Rule 5: Account for adverse results

The text reports every known result, account, missing case, exclusion, or post-result change that could alter a main conclusion beside supporting results and before implications.

Derivation. An omitted or hard-to-find negative verdict does not expose error. Expected checks and total cases must be fixed before results, then reconciled with favorable, adverse, missing, failed, and excluded cases.

Failure prevented. Opposing results, cases, totals, or changes are omitted.

Check. Was any known adverse result, competing account, missing case, exclusion, or post-result change omitted, separated from support, or placed after implications?

Grade: absent. A stranger sees what appears but cannot know what was withheld without an independently fixed record.

Rule 6: Make a correction show a change

A correction preserves the earlier claim, names the outside verdict against it, states an incompatible replacement or withdrawal, and identifies a resulting change.

Derivation. Agreement, apology, softer wording, and "possibly wrong" can leave the claim unchanged. The before claim, outside result, incompatible after claim, and changed consequence distinguish correction. Silent replacement removes the error record.

Failure prevented. Agreeableness or quiet editing is called acceptance of a mistake.

Check. Can a stranger identify the earlier claim, contrary outside verdict, incompatible replacement or withdrawal, and changed consequence?

Grade: half-closed. The four parts are visible; the verdict's independence and the consequence's reality remain open.

Rule 7: Keep only sentences that can be used

Every sentence is there to be used, not admired: removing it must change what a reader can identify, test, infer, compare, decide, revise, or do.

Derivation. A sentence without such use does not expose error. If it changes only admiration, attachment, or mood, it influences acceptance without a check. Admiration may occur but cannot be the purpose.

Failure prevented. Language produces assent or attention without improving a claim, check, correction, limit, or action.

Check. If the sentence is removed, does a stranger lose a claim, condition, result, inference, check, correction, limit, decision, or action?

Grade: half-closed. Removal can be tried; its effect requires judgment.

Rule 8: State what remains undecided

Every material conclusion names what its checks do not decide and what still depends on judgment or trust.

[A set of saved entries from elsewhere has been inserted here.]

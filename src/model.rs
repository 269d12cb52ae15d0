mod config;
mod entry;
mod filter;
mod sync_state;

pub use self::config::{DEFAULT_SYNC_INTERVAL_SECS, QuotebookConfig, RemoteConfig};
pub use self::entry::{Conflict, Entry, RejectReason, default_entries};
pub use self::filter::{ALL_CATEGORIES, CategoryFilter};
pub use self::sync_state::SyncState;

Derivation. A limited check can support an overstated answer. The text and audit come from the process being judged, so compliance is not truth. A missing outside verdict must be named.

Failure prevented. A passed procedure is reported as proving more than it does, or an untested claim appears settled.

Check. Does each material conclusion name every material assumption, missing verdict, unresolved alternative, omitted area, and limit?

Grade: absent. A stranger can inspect the list but cannot establish its completeness.

The same requirement outside prose

An experiment applies the same requirement to work design, choice assignment, and result reporting: fix claim, measure, failure result, assignment rule, and reporting rule before the outcome. Design fixes comparisons, exclusions, and stopping points. Assignment uses a prior rule the interested person cannot alter case by case. Reporting accounts for every case. Prose fixes claim, meaning, check, and failure condition before assent. Each records a prior statement, outside verdict, mismatch, and consequence.

Check. Were the claim, measure, failure result, assignment rule, and reporting rule fixed before results, and does the final count reconcile every case?

Grade: absent. Records show rules and counts, but the text cannot reveal undisclosed changes or cases.

Self-application and open matters

Even complete compliance leaves stipulated axioms, checks, omissions, language, and acceptance unresolved. An outside verdict can be wrong, irrelevant, incompetent, dishonest, or affected by the same error; a useful verdict may not exist. A failure condition may be chosen because it is easy to pass, or falsely reported as fixed in advance. Evidence, alternatives, cases, changes, and a means of evasion may leave no record. Word meanings may differ or change. A person may refuse the check or verdict. The entry check and audit cannot self-certify. The rules only ease outside judgment of claims and corrections.